[[ PROVIDED DATA open ]]

////////////////////////////////////////////////////////////////////////////////
// This file is part of "Ad Astra", an embeddable scripting programming       //
// language platform.                                                         //
//                                                                            //
// This work is proprietary software with source-available code.              //
//                                                                            //
// To copy, use, distribute, or contribute to this work, you must agree to    //
// the terms of the General License Agreement:                                //
//                                                                            //
// https://github.com/Eliah-Lakhin/ad-astra/blob/master/EULA.md               //
//                                                                            //
// The agreement grants a Basic Commercial License, allowing you to use       //
// this work in non-commercial and limited commercial products with a total   //
// gross revenue cap. To remove this commercial limit for one of your         //
// products, you must acquire a Full Commercial License.                      //
//                                                                            //
// If you contribute to the source code, documentation, or related materials, //
// you must grant me an exclusive license to these contributions.             //
// Contributions are governed by the "Contributions" section of the General   //
// License Agreement.                                                         //
//                                                                            //
// Copying the work in parts is strictly forbidden, except as permitted       //
// under the General License Agreement.                                       //
//                                                                            //
// If you do not or cannot agree to the terms of this Agreement,              //
// do not use this work.                                                      //
//                                                                            //
// This work is provided "as is", without any warranties, express or implied, //
// except where such disclaimers are legally invalid.                         //
//                                                                            //
// Copyright (c) 2024 Ilya Lakhin (Илья Александрович Лахин).                 //
// All rights reserved.                                                       //
////////////////////////////////////////////////////////////////////////////////

use std::sync::Arc;

use crate::{
    report::system_panic,
    runtime::{ScriptObject, Value},
};

/// An allocation context that tracks the ownership of script objects
/// materialized during evaluation.
///
/// Every value that the binding layer creates on behalf of a native function
/// return is allocated through the Arena of the calling thread. The owner of
/// the Arena (typically the evaluator) decides when the tracked objects
/// become unreachable.
///
/// A [frozen](Arena::freeze) Arena no longer admits allocations. Allocating
/// through a frozen Arena indicates a bug in the host program.
#[derive(Debug, Default)]
pub struct Arena {
    allocated: usize,
    frozen: bool,
}

impl Arena {
    /// Creates an empty unfrozen Arena.
    #[inline(always)]
    pub fn new() -> Self {
        Self::default()
    }

    /// Materializes a script object within this Arena.
    ///
    /// ## Panics
    ///
    /// This function panics if the Arena is [frozen](Arena::freeze).
    pub fn alloc(&mut self, object: Arc<dyn ScriptObject>) -> Value {
        if self.frozen {
            system_panic!(
                "An attempt to allocate {} object in a frozen arena.",
                object.class_name(),
            );
        }

        self.allocated += 1;

        Value::Object(object)
    }

    /// Returns the number of objects materialized within this Arena.
    #[inline(always)]
    pub fn allocated(&self) -> usize {
        self.allocated
    }

    /// Permanently forbids further allocations within this Arena.
    #[inline(always)]
    pub fn freeze(&mut self) {
        self.frozen = true;
    }

    /// Returns true if this Arena has been [frozen](Arena::freeze).
    #[inline(always)]
    pub fn is_frozen(&self) -> bool {
        self.frozen
    }
}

[[ PROVIDED DATA closed ]]

WHAT TO DO
The response must hold only the lines above from the line with "a native function" through the line with "Arena is [frozen](Arena::freeze).", each copied exactly, both ends kept.

RESPONSE
/// Every value that the binding layer creates on behalf of a native function
/// return is allocated through the Arena of the calling thread. The owner of
/// the Arena (typically the evaluator) decides when the tracked objects
/// become unreachable.
///
/// A [frozen](Arena::freeze) Arena no longer admits allocations. Allocating
/// through a frozen Arena indicates a bug in the host program.
#[derive(Debug, Default)]
pub struct Arena {
    allocated: usize,
    frozen: bool,
}

impl Arena {
    /// Creates an empty unfrozen Arena.
    #[inline(always)]
    pub fn new() -> Self {
        Self::default()
    }

    /// Materializes a script object within this Arena.
    ///
    /// ## Panics
    ///
    /// This function panics if the Arena is [frozen](Arena::freeze).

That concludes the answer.